What could explain this? Drummond asks, rhetorically. His answer is that we don't actually know. He calls for more highly focused research to find out why Canadian businesses are so productivity challenged.

An industry-supported group called the Canadian Coalition for Tomorrow's ICT Skills has its answer. It focuses on the mismatch between education/training and the job market, in this case the so-called "high tech" job market.

On its website, the Coalition tells us that there has been a shift from "traditional" high-tech occupations such as computer programmers to "business/ICT specialists, highly specialized ICT areas, and multidisciplinary ICT occupations (such as bioinformatics and industrial design)." The problem is that students and educational institutions have not followed this shift.

The Coalition reports that during the year that ended in June 2010 -- at the height of the recession -- jobs in the business ICT-specialist category "grew 30% from a base of 200,000."

"Employers across Canada can't find enough people who know how to infuse businesses with technology," the Coalition argues.

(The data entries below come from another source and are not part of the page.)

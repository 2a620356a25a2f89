//! Database pool setup.
//!
//! Postgres in deployment, SQLite for local runs and tests. Connecting is
//! retried with exponential backoff so the service can start before its
//! database does.

use sea_orm::{ConnectOptions, ConnectionTrait, Database, DatabaseConnection, DbBackend, Statement};
use std::time::Duration;
use tokio::time::sleep;

use crate::config::AppConfig;

const CONNECT_ATTEMPTS: u32 = 5;
const FIRST_RETRY_DELAY: Duration = Duration::from_millis(100);

#[derive(Debug, thiserror::Error)]
pub enum DatabaseError {
    #[error("failed to connect to database after {attempts} attempts: {source}")]
    ConnectionFailed {
        attempts: u32,
        #[source]
        source: sea_orm::DbErr,
    },
    #[error("invalid database configuration: {message}")]
    InvalidConfiguration { message: String },
    #[error("database health check failed: {0}")]
    Unhealthy(#[from] sea_orm::DbErr),
}

fn is_sqlite(url: &str) -> bool {
    url.starts_with("sqlite:")
}

fn connect_options(cfg: &AppConfig) -> ConnectOptions {
    let mut opt = ConnectOptions::new(&cfg.database_url);
    // Each in-memory SQLite connection is its own database.
    let max_connections = if is_sqlite(&cfg.database_url) && cfg.database_url.contains(":memory:") {
        1
    } else {
        cfg.db_max_connections
    };
    opt.max_connections(max_connections)
        .acquire_timeout(Duration::from_millis(cfg.db_acquire_timeout_ms))
        .idle_timeout(Duration::from_secs(600))
        .max_lifetime(Duration::from_secs(1800))
        .sqlx_logging(true)
        .sqlx_logging_level(log::LevelFilter::Debug);
    opt
}

/// Open the pool described by `cfg`.
///
/// SQLite connections get `PRAGMA foreign_keys = ON` so client deletes
/// cascade the same way they do on Postgres.
///
/// ```no_run
/// use beacon::{config::AppConfig, db::init_pool};
///
/// #[tokio::main]
/// async fn main() -> Result<(), beacon::db::DatabaseError> {
///     let db = init_pool(&AppConfig::default()).await?;
///     Ok(())
/// }
/// ```
pub async fn init_pool(cfg: &AppConfig) -> Result<DatabaseConnection, DatabaseError> {
    if cfg.database_url.trim().is_empty() {
        return Err(DatabaseError::InvalidConfiguration {
            message: "BEACON_DATABASE_URL cannot be empty".to_string(),
        });
    }

    let opt = connect_options(cfg);
    let mut delay = FIRST_RETRY_DELAY;
    let mut attempt = 1;
    let db = loop {
        match Database::connect(opt.clone()).await {
            Ok(db) => break db,
            Err(source) if attempt >= CONNECT_ATTEMPTS => {
                tracing::error!(attempts = attempt, error = %source, "Giving up on database connection");
                return Err(DatabaseError::ConnectionFailed {
                    attempts: attempt,
                    source,
                });
            }
            Err(error) => {
                tracing::warn!(
                    attempt,
                    retry_in_ms = delay.as_millis() as u64,
                    error = %error,
                    "Database connection failed, retrying"
                );
                sleep(delay).await;
                delay *= 2;
                attempt += 1;
            }
        }
    };

    if db.get_database_backend() == DbBackend::Sqlite {
        db.execute(Statement::from_string(
            DbBackend::Sqlite,
            "PRAGMA foreign_keys = ON".to_string(),
        ))
        .await?;
    }

    tracing::info!(attempt, backend = ?db.get_database_backend(), "Connected to database");
    Ok(db)
}

/// Run `SELECT 1` against the pool
pub async fn health_check(db: &DatabaseConnection) -> Result<(), DatabaseError> {
    db.query_one(Statement::from_string(
        db.get_database_backend(),
        "SELECT 1".to_string(),
    ))
    .await?;
    Ok(())
}

#[cfg(test)]
mod tests {
    use super::*;

    #[tokio::test]
    async fn empty_url_is_a_configuration_error() {
        let config = AppConfig {
            database_url: "  ".to_string(),
            ..AppConfig::default()
        };

        assert!(matches!(
            init_pool(&config).await,
            Err(DatabaseError::InvalidConfiguration { .. })
        ));
    }

    #[test]
    fn in_memory_sqlite_uses_a_single_connection() {
        let config = AppConfig {
            database_url: "sqlite::memory:".to_string(),
            db_max_connections: 10,
            ..AppConfig::default()
        };
        assert_eq!(connect_options(&config).get_max_connections(), Some(1));

        let postgres = AppConfig {
            database_url: "postgres://beacon@localhost/beacon".to_string(),
            db_max_connections: 10,
            ..AppConfig::default()
        };
        assert_eq!(connect_options(&postgres).get_max_connections(), Some(10));
    }

    #[tokio::test]
    async fn sqlite_pool_is_healthy_with_foreign_keys_on() {
        let config = AppConfig {
            database_url: "sqlite::memory:".to_string(),
            ..AppConfig::default()
        };
        let db = init_pool(&config).await.unwrap();
        assert!(health_check(&db).await.is_ok());

        let row = db
            .query_one(Statement::from_string(
                DbBackend::Sqlite,
                "PRAGMA foreign_keys".to_string(),
            ))
            .await
            .unwrap()
            .unwrap();
        let enabled: i32 = row.try_get_by_index(0).unwrap();
        assert_eq!(enabled, 1);
    }
}
//! # Survey Response Model
//!
//! Immutable record of one submission. The `*_5` columns are always derived
//! from the `*_3` columns on write. `source` tags provenance so synthetic
//! rows can be removed in bulk.

use sea_orm::ActiveModelBehavior;
use sea_orm::entity::prelude::*;
use serde::{Deserialize, Serialize};
use utoipa::ToSchema;

use crate::scoring::Domain;

#[derive(Clone, Debug, PartialEq, Eq, DeriveEntityModel)]
#[sea_orm(table_name = "survey_responses")]
pub struct Model {
    #[sea_orm(primary_key, auto_increment = false)]
    pub id: Uuid,
    pub token_id: Option<Uuid>,
    pub client_id: Uuid,
    pub employee_id: Option<Uuid>,
    pub division_id: Option<Uuid>,
    pub department_id: Option<Uuid>,
    pub team_id: Option<Uuid>,
    pub sentiment_3: Option<i32>,
    pub sentiment_5: Option<i32>,
    pub clarity_3: Option<i32>,
    pub clarity_5: Option<i32>,
    pub workload_3: Option<i32>,
    pub workload_5: Option<i32>,
    pub safety_3: Option<i32>,
    pub safety_5: Option<i32>,
    pub leadership_3: Option<i32>,
    pub leadership_5: Option<i32>,
    #[sea_orm(column_type = "Text", nullable)]
    pub comment_text: Option<String>,
    pub support_requested: bool,
    #[sea_orm(column_type = "Text", nullable)]
    pub support_contact_method: Option<String>,
    #[sea_orm(column_type = "Text", nullable)]
    pub support_contact_value: Option<String>,
    #[sea_orm(column_type = "Text", nullable)]
    pub support_timeframe: Option<String>,
    pub high_risk_flag: bool,
    #[sea_orm(column_type = "JsonBinary", nullable)]
    pub risk_factors: Option<Json>,
    #[sea_orm(column_type = "JsonBinary", nullable)]
    pub meta: Option<Json>,
    pub source: String,
    pub submitted_at: DateTimeWithTimeZone,
}

#[derive(Copy, Clone, Debug, EnumIter, DeriveRelation)]
pub enum Relation {
    #[sea_orm(
        belongs_to = "super::client::Entity",
        from = "Column::ClientId",
        to = "super::client::Column::Id",
        on_delete = "Cascade"
    )]
    Client,
}

impl Related<super::client::Entity> for Entity {
    fn to() -> RelationDef {
        Relation::Client.def()
    }
}

impl ActiveModelBehavior for ActiveModel {}

impl Model {
    /// Raw 3-point answer for a domain
    pub fn three_point(&self, domain: Domain) -> Option<i32> {
        match domain {
            Domain::Sentiment => self.sentiment_3,
            Domain::Clarity => self.clarity_3,
            Domain::Workload => self.workload_3,
            Domain::Safety => self.safety_3,
            Domain::Leadership => self.leadership_3,
        }
    }

    /// Mapped 5-point value for a domain
    pub fn five_point(&self, domain: Domain) -> Option<i32> {
        match domain {
            Domain::Sentiment => self.sentiment_5,
            Domain::Clarity => self.clarity_5,
            Domain::Workload => self.workload_5,
            Domain::Safety => self.safety_5,
            Domain::Leadership => self.leadership_5,
        }
    }
}

/// Provenance of a response row
#[derive(Debug, Clone, Copy, PartialEq, Eq, Serialize, Deserialize, ToSchema)]
#[serde(rename_all = "snake_case")]
pub enum ResponseSource {
    /// Submitted by an employee through a survey token
    Survey,
    /// Generated by the demo seeder
    DemoSeed,
}

impl ResponseSource {
    pub fn as_str(&self) -> &'static str {
        match self {
            ResponseSource::Survey => "survey",
            ResponseSource::DemoSeed => "demo_seed",
        }
    }
}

And that, they say, is a drag on Canadian productivity.

Education, training and effective incentives

If the Canada of the future is to be more than a hewer of wood (and carbon fuels) and drawer of water, it will have to focus intelligently and strategically on education and training. It is a sort of motherhood issue for politicians of all stripes, but we have not heard much in the way of original creative thinking on this issue from anyone, recently.

Still, dong something about education and job skills is, at best, a medium-term solution. Today's challenge is how to prevent future Caterpillar fiascoes.

What could have been done to stop the export of jobs from the former Electro-Motive plant in southwestern Ontario?

London-Fanshawe MP, the NDP's Irene Mathyssen, put it this way, in a note to constituents:

"Some of you have asked," Mathyssen wrote, "what would the NDP have done differently in regard to the Electro-Motive situation. That is a fair question."

Her answer is that "New Democrats (both federal and Ontario) have said ... [that they would offer] tax CREDITS (as opposed to $60 billion in blanket corporate tax cuts and additional subsidies) for job creation, capital investments in new equipment to keep jobs, training & skills development, etc. Tax credits require MEASURABLE ACCOUNTABILITY, and if conditions are not fulfilled, repayment can be required ... Further, changes to the Foreign Investment Act and Made in Canada requirements would have prevented a situation like this from developing in the first place if Caterpillar wanted to sell its products and/or do business in Canada."

That's at least part of the Official Opposition's alternative to current Conservative economic development policy -- although tax credits and a Made in Canada program do not an industrial strategy make!

And Ontario is not alone in seeing high value-added jobs flee.

Last week, Quebec NDP member Guy Caron asked the Minister of Industry about the bleeding of jobs in Montreal's important pharmaceutical sector.

Caron referred specifically to multinational drug company AstraZeneca closing down its Montreal research and development centre.

Minister of Industry Christian Paradis' response is revealing, mostly in how little it reveals.

"Obviously I empathize with the Montreal employees affected by this bad news," Paradis told the House.

"However," the minister continued, "as we know, AstraZeneca's cuts to research and development activities worldwide ... is a business decision based on the global situation ... I would remind members that we have invested more in research and development than any other government in Canada's history, and the party opposite has always voted against these additional investments..."

And so, in the end, this is where we are. We can have a serious and adult discussion. Or we can play never-ending political games.

Why carry on a serious debate when you can have so much fun taking partisan potshots?